CREATE EXTERNAL TABLE ICEBERG

Creates an external table for data stored by Apache Iceberg.

Creates an external table for data stored by Apache Iceberg. An Iceberg table consists of data files and metadata describing the schema. Unlike other external tables, an Iceberg external table need not specify column definitions (DDL). The information is read from Iceberg metadata at query time. For certain data types you can adjust column definitions, for example to specify VARCHAR sizes.

A single Iceberg table can have more than one metadata file, each describing a different version of the table. Iceberg supports two types of tables based on how their metadata files are stored:

File System Tables - In this type, the writer is responsible for naming and organizing the metadata files. For file system tables, you can create an external table using either the base location of the table or a specific metadata file.
Metastore Tables - In this type, a separate metastore handles metadata management. Vertica supports the AWS Glue metastore and all metastores that comply with the Iceberg Standard Rest Open API, such as Project Nessie and others.

AWS Glue tables - You can create an external table by specifying the Glue database location and using the glue-db and glue-table parameters.
Rest Open API tables - You can create an external table by specifying the HTTP or HTTPs endpoint location and using the rest-auth parameter.

If a metadata file specifies columns or struct fields that are not present in the data, Vertica treats the missing values as NULL.

All Iceberg files, both data and metadata, must be accessible to all database nodes.

Iceberg can store data in several file formats. Vertica can read Iceberg data in the Parquet format only and with either version 1 or version 2 metadata. If the Parquet files encode field IDs, Vertica uses them directly. Otherwise, Vertica uses Iceberg fallback name mapping to read field IDs from the metadata (the schema.name-mapping.default property). If the metadata does not contain a mapping for a field, Vertica sets the column values to NULL.

Syntax

CREATE EXTERNAL TABLE [[{namespace. | database. }]schema.]table
   STORED BY ICEBERG LOCATION { path | metadata-file | glue-path | rest-endpoint }
   [GLUE_DB glue-db]
   [GLUE_TABLE glue-table]
   [REST_AUTH rest-auth]
   [COLUMN TYPES (column-name type[,...])] ;

Arguments

{ database | namespace }

Name of the database or namespace that contains table:

Database name: If specified, it must be the current database.
Namespace name (Eon Mode only): You must specify the namespace of objects in non-default namespaces. If no namespace is provided, Vertica assumes the object is in the default namespace.

schema

Name of the schema, by default public. If you specify the namespace or database name, you must provide the schema name, even if the schema is public.
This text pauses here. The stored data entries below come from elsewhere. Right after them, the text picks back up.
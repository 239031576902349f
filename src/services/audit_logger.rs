use std::collections::HashMap;

use crate::database::models::{AuditLog, CreateAuditLogInput};
use crate::database::repositories::AuditRepository;
use crate::middleware::RequestInfo;

#[derive(Clone)]
pub struct AuditLogger {
    repository: AuditRepository,
}

/// Builds audit metadata from string pairs.
pub fn metadata(pairs: Vec<(&str, String)>) -> HashMap<String, serde_json::Value> {
    pairs
        .into_iter()
        .map(|(k, v)| (k.to_string(), serde_json::Value::String(v)))
        .collect()
}

impl AuditLogger {
    pub fn new(repository: AuditRepository) -> Self {
        Self { repository }
    }

    #[allow(clippy::too_many_arguments)]
    pub async fn log(
        &self,
        actor: String,
        action: &str,
        entity_type: &str,
        entity_id: Option<i64>,
        description: String,
        metadata: Option<HashMap<String, serde_json::Value>>,
        req_info: &RequestInfo,
    ) -> Result<AuditLog, sqlx::Error> {
        self.repository
            .log(CreateAuditLogInput {
                actor,
                action: action.to_string(),
                entity_type: entity_type.to_string(),
                entity_id,
                description,
                metadata,
                ip_address: Some(req_info.ip_address.clone()),
                user_agent: Some(req_info.user_agent.clone()),
                correlation_id: req_info.correlation_id.clone(),
            })
            .await
    }
}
If you specify a schema name that contains a period, the part before the period cannot be the same as the name of an existing namespace.

table

Name of the table to create, which must be unique among names of all sequences, tables, projections, views, and models within the schema.

glue-db

Name of the AWS Glue database. If specified glue-table must also be specified.

glue-table

Name of the AWS Glue table. If specified glue-db must also be specified.

rest-auth

A JSON parameter for authentication credentials to access an Iceberg table through a REST OpenAPI endpoint. It can include either a bearerToken (used for stateless authentication) or OAuth2 fields to acquire its own tokens.

oauthTokenUri: The URL used to obtain the OAuth2 token.
oauthClientId: The client ID used for OAuth2 authentication.
oauthClientSecret: The secret associated with the client ID.
oauthAllowedScopes: A list of scopes determining the access granted.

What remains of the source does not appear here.